It takes a brave man – or two in this case – to open a restaurant in a year that saw more than 200 close across the country in its first four months. But the Restaurants Association of Ireland’s report in April hasn’t put the frighteners on brothers Marc and Conor Bereen, who will reopen the doors of their once enormously popular Dublin restaurant Coppinger Row on Friday. Bookings opened on July 11th, reflecting the brothers’ optimism that this one-time favourite haunt of locals and destination diners alike can reclaim its status in a neighbourhood that – despite the dark cloud of closures – is still buzzing with hip new haunts and long-time culinary favourites.
The restaurant, on the cobbled alleyway of the same name that connects Clarendon Street with South William Street in Dublin, first opened in 2009 and quickly gained the kind of “local treasure” status that often takes decades to earn. This was in large part down to that one intangible, which Coppinger Row (now renamed simply Coppinger) had buckets of: charm. Like its owners, it had a good-looking, laid-back vibe that was endearing and unpretentious. It ticked other boxes, too: a slick, slightly industrial interior with a fashionable open kitchen; a crowd-pleasing but considered menu of Mediterranean-inspired, Irish-influenced dishes; and an easy-going atmosphere that welcomed customers looking for a light bite as much as corporate tables of big spenders. Customers could graze or feast as they preferred.
“It was important to us that Coppinger Row had an open door,” says Marc, the older of the two brothers by 18 months. “We wanted everybody, regardless of their budget, to feel welcome, and I think that’s something we did really well.” Conor agrees: “The spend may not be great on a table with two friends enjoying a couple of cocktails, but that was an important part of what we wanted to create.
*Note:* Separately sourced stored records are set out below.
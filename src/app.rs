//! Root application component and context providers.

use leptos::prelude::*;
use leptos_meta::{Title, provide_meta_context};

use crate::config::StorefrontConfig;
use crate::pages::storefront::StorefrontPage;
use crate::state::auth::AuthState;
use crate::state::catalog::CatalogsState;
use crate::state::nav::NavState;
use crate::state::project::ProjectState;
use crate::state::session::SessionStore;
use crate::util::storage::LocalStorage;

/// Session store over browser `localStorage` under the configured key.
pub fn browser_session(config: StoredValue<StorefrontConfig>) -> SessionStore<LocalStorage> {
    config.with_value(|c| SessionStore::new(LocalStorage, &c.storage_key))
}

/// Root application component.
///
/// Loads the embedded config, restores the persisted session, and provides
/// every component state as a context signal.
#[component]
pub fn App() -> impl IntoView {
    provide_meta_context();

    let config = match StorefrontConfig::embedded() {
        Ok(config) => config,
        Err(e) => {
            log::error!("storefront config rejected: {e}");
            return view! { <p class="config-error">{e.to_string()}</p> }.into_any();
        }
    };

    let session = SessionStore::new(LocalStorage, &config.storage_key);
    let auth = RwSignal::new(AuthState::load(&session));
    let nav = RwSignal::new(NavState::from_config(&config));
    let catalogs = RwSignal::new(CatalogsState::from_config(&config));
    let project = RwSignal::new(ProjectState::default());
    let config = StoredValue::new(config);

    provide_context(config);
    provide_context(auth);
    provide_context(nav);
    provide_context(catalogs);
    provide_context(project);

    view! {
        <Title text="Project Builder"/>
        <StorefrontPage/>
    }
    .into_any()
}
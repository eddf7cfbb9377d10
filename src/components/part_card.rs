//! A single catalog card with an "add to project" button.

use leptos::prelude::*;

use crate::state::catalog::Card;

#[component]
pub fn PartCard(card: Card, price_label: String, on_add: Callback<Card>) -> impl IntoView {
    let name = card.name.clone();
    let data_name = card.name.clone();
    let kind = card.kind.clone();
    let price_attr = card.price.to_string();

    view! {
        <article class="part-card" data-name=data_name data-type=kind data-price=price_attr>
            <h3 class="part-card__name">{name}</h3>
            <span class="part-card__price">{price_label}</span>
            <button class="btn add-btn" on:click=move |_| on_add.run(card.clone())>
                "Add to project"
            </button>
        </article>
    }
}
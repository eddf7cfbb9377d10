use super::*;

fn fmt() -> FormatConfig {
    FormatConfig::default()
}

#[test]
fn parse_amount_reads_plain_numbers() {
    assert_eq!(parse_amount("1500"), 1500.0);
    assert_eq!(parse_amount("  42.5 "), 42.5);
    assert_eq!(parse_amount("-10"), -10.0);
}

#[test]
fn parse_amount_coerces_invalid_input_to_zero() {
    assert_eq!(parse_amount(""), 0.0);
    assert_eq!(parse_amount("   "), 0.0);
    assert_eq!(parse_amount("abc"), 0.0);
    assert_eq!(parse_amount("12abc"), 0.0);
    assert_eq!(parse_amount("NaN"), 0.0);
    assert_eq!(parse_amount("inf"), 0.0);
}

#[test]
fn format_amount_groups_thousands() {
    assert_eq!(format_amount(0.0, &fmt()), "0");
    assert_eq!(format_amount(999.0, &fmt()), "999");
    assert_eq!(format_amount(3999.0, &fmt()), "3,999");
    assert_eq!(format_amount(5499.0, &fmt()), "5,499");
    assert_eq!(format_amount(1_234_567.0, &fmt()), "1,234,567");
}

#[test]
fn format_amount_keeps_up_to_three_fraction_digits() {
    assert_eq!(format_amount(1234.5, &fmt()), "1,234.5");
    assert_eq!(format_amount(0.125, &fmt()), "0.125");
    assert_eq!(format_amount(1.0004, &fmt()), "1");
}

#[test]
fn format_amount_handles_negative_values() {
    assert_eq!(format_amount(-2500.0, &fmt()), "-2,500");
    assert_eq!(format_amount(-0.0001, &fmt()), "0");
}

#[test]
fn format_amount_honors_configured_separators() {
    let ru = FormatConfig {
        group_separator: "\u{a0}".to_owned(),
        decimal_separator: ",".to_owned(),
        currency: "₽".to_owned(),
    };
    assert_eq!(format_amount(3999.5, &ru), "3\u{a0}999,5");
}

#[test]
fn format_price_appends_currency_marker() {
    assert_eq!(format_price(2500.0, &fmt()), "2,500 ₽");
}

#[test]
fn format_amount_keeps_every_digit_of_large_values() {
    assert_eq!(format_amount(1e20, &fmt()), "100,000,000,000,000,000,000");
    assert_eq!(format_amount(1e15 + 0.5, &fmt()), "1,000,000,000,000,000.5");
    assert_eq!(format_amount(-1e20, &fmt()), "-100,000,000,000,000,000,000");
}

#[test]
fn format_amount_rounds_to_three_fraction_digits() {
    assert_eq!(format_amount(0.0004, &fmt()), "0");
    assert_eq!(format_amount(2.5, &fmt()), "2.5");
    assert_eq!(format_amount(999.9996, &fmt()), "1,000");
}
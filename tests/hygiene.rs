//! Hygiene — enforces coding standards at test time
//!
//! These tests scan the storefront crate source tree for antipatterns that
//! violate project standards. Each has a budget (ideally zero). If you must add one,
//! you have to fix an existing one first — the budget never grows.
#![allow(clippy::absurd_extreme_comparisons)]

use std::fs;
use std::path::Path;

// Panics — these crash the process.
const MAX_UNWRAP: usize = 0;
const MAX_EXPECT: usize = 0;
const MAX_PANIC: usize = 0;
const MAX_UNREACHABLE: usize = 0;
const MAX_TODO: usize = 0;
const MAX_UNIMPLEMENTED: usize = 0;

// Silent loss — discards errors without inspecting.
// Discards: unused key/value parameters in the non-browser `LocalStorage` build.
const MAX_SILENT_DISCARD: usize = 3;
// `.ok()`: browser lookups where a missing window is treated as "no storage"/"declined".
const MAX_DOT_OK: usize = 2;

// Style / structure.
const MAX_ALLOW_DEAD_CODE: usize = 0;

// Browser glue. State and components reach the DOM only through these files,
// so the native test build never depends on `web_sys`.
const BROWSER_GLUE: &[&str] = &["lib.rs", "util/storage.rs", "util/notify.rs", "util/viewport.rs"];

struct SourceFile {
    path: String,
    content: String,
}

/// Collect production `.rs` files from `src/`, excluding test files.
fn source_files() -> Vec<SourceFile> {
    let mut files = Vec::new();
    collect_rs_files(Path::new("src"), &mut files);
    files
}

fn collect_rs_files(dir: &Path, out: &mut Vec<SourceFile>) {
    let Ok(entries) = fs::read_dir(dir) else {
        return;
    };
    for entry in entries.flatten() {
        let path = entry.path();
        if path.is_dir() {
            let name = path.file_name().unwrap_or_default().to_string_lossy();
            if name == "target" || name == "tests" {
                continue;
            }
            collect_rs_files(&path, out);
        } else if path.extension().is_some_and(|e| e == "rs") {
            let path_str = path.to_string_lossy().to_string();
            // Skip test files
            if path_str.ends_with("_test.rs") {
                continue;
            }
            if let Ok(content) = fs::read_to_string(&path) {
                out.push(SourceFile { path: path_str, content });
            }
        }
    }
}

fn count_in_source(files: &[SourceFile], pattern: &str) -> Vec<(String, usize)> {
    files
        .iter()
        .filter_map(|file| {
            let count = file
                .content
                .lines()
                .filter(|line| line.contains(pattern))
                .count();
            if count > 0 {
                Some((file.path.clone(), count))
            } else {
                None
            }
        })
        .collect()
}

fn total(hits: &[(String, usize)]) -> usize {
    hits.iter().map(|(_, c)| c).sum()
}

fn format_hits(hits: &[(String, usize)]) -> String {
    hits.iter()
        .map(|(path, count)| format!("  {path}: {count}"))
        .collect::<Vec<_>>()
        .join("\n")
}

#[test]
fn unwrap_budget() {
    let files = source_files();
    let hits = count_in_source(&files, ".unwrap()");
    let count = total(&hits);
    assert!(
        count <= MAX_UNWRAP,
        ".unwrap() budget exceeded: found {count}, max {MAX_UNWRAP}.\n{}",
        format_hits(&hits)
    );
}

#[test]
fn expect_budget() {
    let files = source_files();
    let hits = count_in_source(&files, ".expect(");
    let count = total(&hits);
    assert!(
        count <= MAX_EXPECT,
        ".expect() budget exceeded: found {count}, max {MAX_EXPECT}.\n{}",
        format_hits(&hits)
    );
}

#[test]
fn panic_budget() {
    let files = source_files();
    let hits = count_in_source(&files, "panic!(");
    let count = total(&hits);
    assert!(
        count <= MAX_PANIC,
        "panic!() budget exceeded: found {count}, max {MAX_PANIC}.\n{}",
        format_hits(&hits)
    );
}

#[test]
fn unreachable_budget() {
    let files = source_files();
    let hits = count_in_source(&files, "unreachable!(");
    let count = total(&hits);
    assert!(
        count <= MAX_UNREACHABLE,
        "unreachable!() budget exceeded: found {count}, max {MAX_UNREACHABLE}.\n{}",
        format_hits(&hits)
    );
}

#[test]
fn todo_budget() {
    let files = source_files();
    let hits = count_in_source(&files, "todo!(");
    let count = total(&hits);
    assert!(
        count <= MAX_TODO,
        "todo!() budget exceeded: found {count}, max {MAX_TODO}. Ratchet down as stubs are implemented.\n{}",
        format_hits(&hits)
    );
}

#[test]
fn unimplemented_budget() {
    let files = source_files();
    let hits = count_in_source(&files, "unimplemented!(");
    let count = total(&hits);
    assert!(
        count <= MAX_UNIMPLEMENTED,
        "unimplemented!() budget exceeded: found {count}, max {MAX_UNIMPLEMENTED}.\n{}",
        format_hits(&hits)
    );
}

#[test]
fn silent_discard_budget() {
    let files = source_files();
    let hits = count_in_source(&files, "let _ =");
    let count = total(&hits);
    assert!(
        count <= MAX_SILENT_DISCARD,
        "let _ = budget exceeded: found {count}, max {MAX_SILENT_DISCARD}.\n{}",
        format_hits(&hits)
    );
}

#[test]
fn dot_ok_budget() {
    let files = source_files();
    let hits = count_in_source(&files, ".ok()");
    let count = total(&hits);
    assert!(
        count <= MAX_DOT_OK,
        ".ok() budget exceeded: found {count}, max {MAX_DOT_OK}.\n{}",
        format_hits(&hits)
    );
}

#[test]
fn allow_dead_code_budget() {
    let files = source_files();
    let hits = count_in_source(&files, "#[allow(dead_code)]");
    let count = total(&hits);
    assert!(
        count <= MAX_ALLOW_DEAD_CODE,
        "#[allow(dead_code)] budget exceeded: found {count}, max {MAX_ALLOW_DEAD_CODE}.\n{}",
        format_hits(&hits)
    );
}

/// `src/`-relative path with `/` separators, so the checks read the same on every host.
fn relative_path(path: &str) -> String {
    let normalized = path.replace('\\', "/");
    normalized.strip_prefix("src/").unwrap_or(&normalized).to_owned()
}

#[test]
fn web_sys_confined_to_browser_glue() {
    let files = source_files();
    let hits: Vec<(String, usize)> = count_in_source(&files, "web_sys")
        .into_iter()
        .filter(|(path, _)| !BROWSER_GLUE.contains(&relative_path(path).as_str()))
        .collect();
    assert!(
        hits.is_empty(),
        "web_sys used outside browser glue ({}):\n{}",
        BROWSER_GLUE.join(", "),
        format_hits(&hits)
    );
}

#[test]
fn storage_key_literal_only_in_config() {
    let files = source_files();
    let hits: Vec<(String, usize)> = count_in_source(&files, "\"pt_user\"")
        .into_iter()
        .filter(|(path, _)| relative_path(path) != "config.rs")
        .collect();
    assert!(
        hits.is_empty(),
        "storage key hard-coded outside config.rs; read it from StorefrontConfig:\n{}",
        format_hits(&hits)
    );
}
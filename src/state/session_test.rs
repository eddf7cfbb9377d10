use super::*;
use crate::util::storage::MemoryStore;

fn session() -> SessionStore<MemoryStore> {
    SessionStore::new(MemoryStore::new(), "pt_user")
}

fn alice() -> User {
    User { name: "Alice".to_owned(), email: "a@b.com".to_owned(), password: "x".to_owned() }
}

#[test]
fn load_without_record_is_none() {
    assert_eq!(session().load().expect("load"), None);
}

#[test]
fn save_writes_json_under_key() {
    let session = session();
    session.save(&alice()).expect("save");
    let raw = session.store().get("pt_user").expect("get").expect("raw");
    let value: serde_json::Value = serde_json::from_str(&raw).expect("json");
    assert_eq!(value, serde_json::json!({ "name": "Alice", "email": "a@b.com", "password": "x" }));
}

#[test]
fn save_overwrites_previous_record() {
    let session = session();
    session.save(&alice()).expect("save");
    let bob = User { name: "Bob".to_owned(), email: "bob@b.com".to_owned(), password: "y".to_owned() };
    session.save(&bob).expect("save");
    assert_eq!(session.load().expect("load"), Some(bob));
}

#[test]
fn clear_removes_record() {
    let session = session();
    session.save(&alice()).expect("save");
    session.clear().expect("clear");
    assert_eq!(session.load().expect("load"), None);
}

#[test]
fn load_tolerates_missing_name() {
    let session = session();
    session.store().set("pt_user", r#"{"email":"a@b.com","password":"x"}"#).expect("set");
    let user = session.load().expect("load").expect("user");
    assert_eq!(user.email, "a@b.com");
    assert!(user.name.is_empty());
}

#[test]
fn load_rejects_record_without_credentials() {
    let session = session();
    session.store().set("pt_user", r#"{"name":"Alice"}"#).expect("set");
    assert!(matches!(session.load(), Err(StoreError::Decode(_))));
    session.store().set("pt_user", r#"{"name":"Alice","email":"a@b.com"}"#).expect("set");
    assert!(matches!(session.load(), Err(StoreError::Decode(_))));
}

#[test]
fn load_reports_corrupt_record() {
    let session = session();
    session.store().set("pt_user", "not json").expect("set");
    assert!(matches!(session.load(), Err(StoreError::Decode(_))));
}
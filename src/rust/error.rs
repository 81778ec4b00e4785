use std::io;
use std::path::PathBuf;

use thiserror::Error;

use crate::gpio::Direction;

/// Failures talking to the GPIO line behind the motion sensor.
#[derive(Debug, Error)]
pub enum HardwareError {
    #[error("failed to export pin {id}: {source}")]
    Export { id: u32, source: io::Error },

    #[error("failed to unexport pin {id}: {source}")]
    Unexport { id: u32, source: io::Error },

    #[error("failed to set direction of pin {id} to '{direction}': {source}")]
    Direction {
        id: u32,
        direction: Direction,
        source: io::Error,
    },

    #[error("failed to read from pin {id}: {source}")]
    Read { id: u32, source: io::Error },

    #[error("pin {id} produced no data after {attempts} reads")]
    NoData { id: u32, attempts: usize },

    #[error("gpio error: {0}")]
    Gpio(#[from] rppal::gpio::Error),
}

/// Failures starting or stopping the external capture process.
#[derive(Debug, Error)]
pub enum CaptureError {
    #[error("failed to launch {program}: {source}")]
    Launch { program: String, source: io::Error },

    #[error("failed to create recordings directory {}: {source}", .path.display())]
    RecordingsDir { path: PathBuf, source: io::Error },

    #[error("failed to interrupt capture process {pid}: {source}")]
    Interrupt { pid: u32, source: io::Error },

    #[error("capture process has no pid (already reaped)")]
    NoProcessId,
}

#[derive(Debug, Error)]
#[error("failed to write caption {}: {source}", .path.display())]
pub struct ArtifactError {
    pub path: PathBuf,
    pub source: io::Error,
}

#[derive(Debug, Error)]
pub enum DispatchError {
    #[error(transparent)]
    Capture(#[from] CaptureError),

    #[error("unsupported command: {0}")]
    UnrecognizedCommand(String),
}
Dining out is about the collective.” Such was the restaurant’s success that alongside the girl gangs, couples and corporates who flocked there daily came a celebrity clientele: U2, George Clooney and Beyoncé to name a few. As Conor says, “It hit a lot of the right tones.”
Opening any restaurant is a risk but we knew we had local support and that the model worked
As the sons of a psychiatrist and an actor who loved to entertain, the brothers undoubtedly inherited a lot of the basic know-how needed to navigate the knotty emotional and practical challenges of running a restaurant. It’s a performative business, requiring keen people-management skills. Given their own qualifications and experience – Marc spent two years at the Gaiety School of Acting and has been immersed in the hospitality industry since his student days; and Conor is a graduate in fine art from Central Saint Martins in London, a former professional model and an accomplished artist – you might wonder what could possibly have gone wrong for a restaurant that had successfully weathered a recession and a pandemic.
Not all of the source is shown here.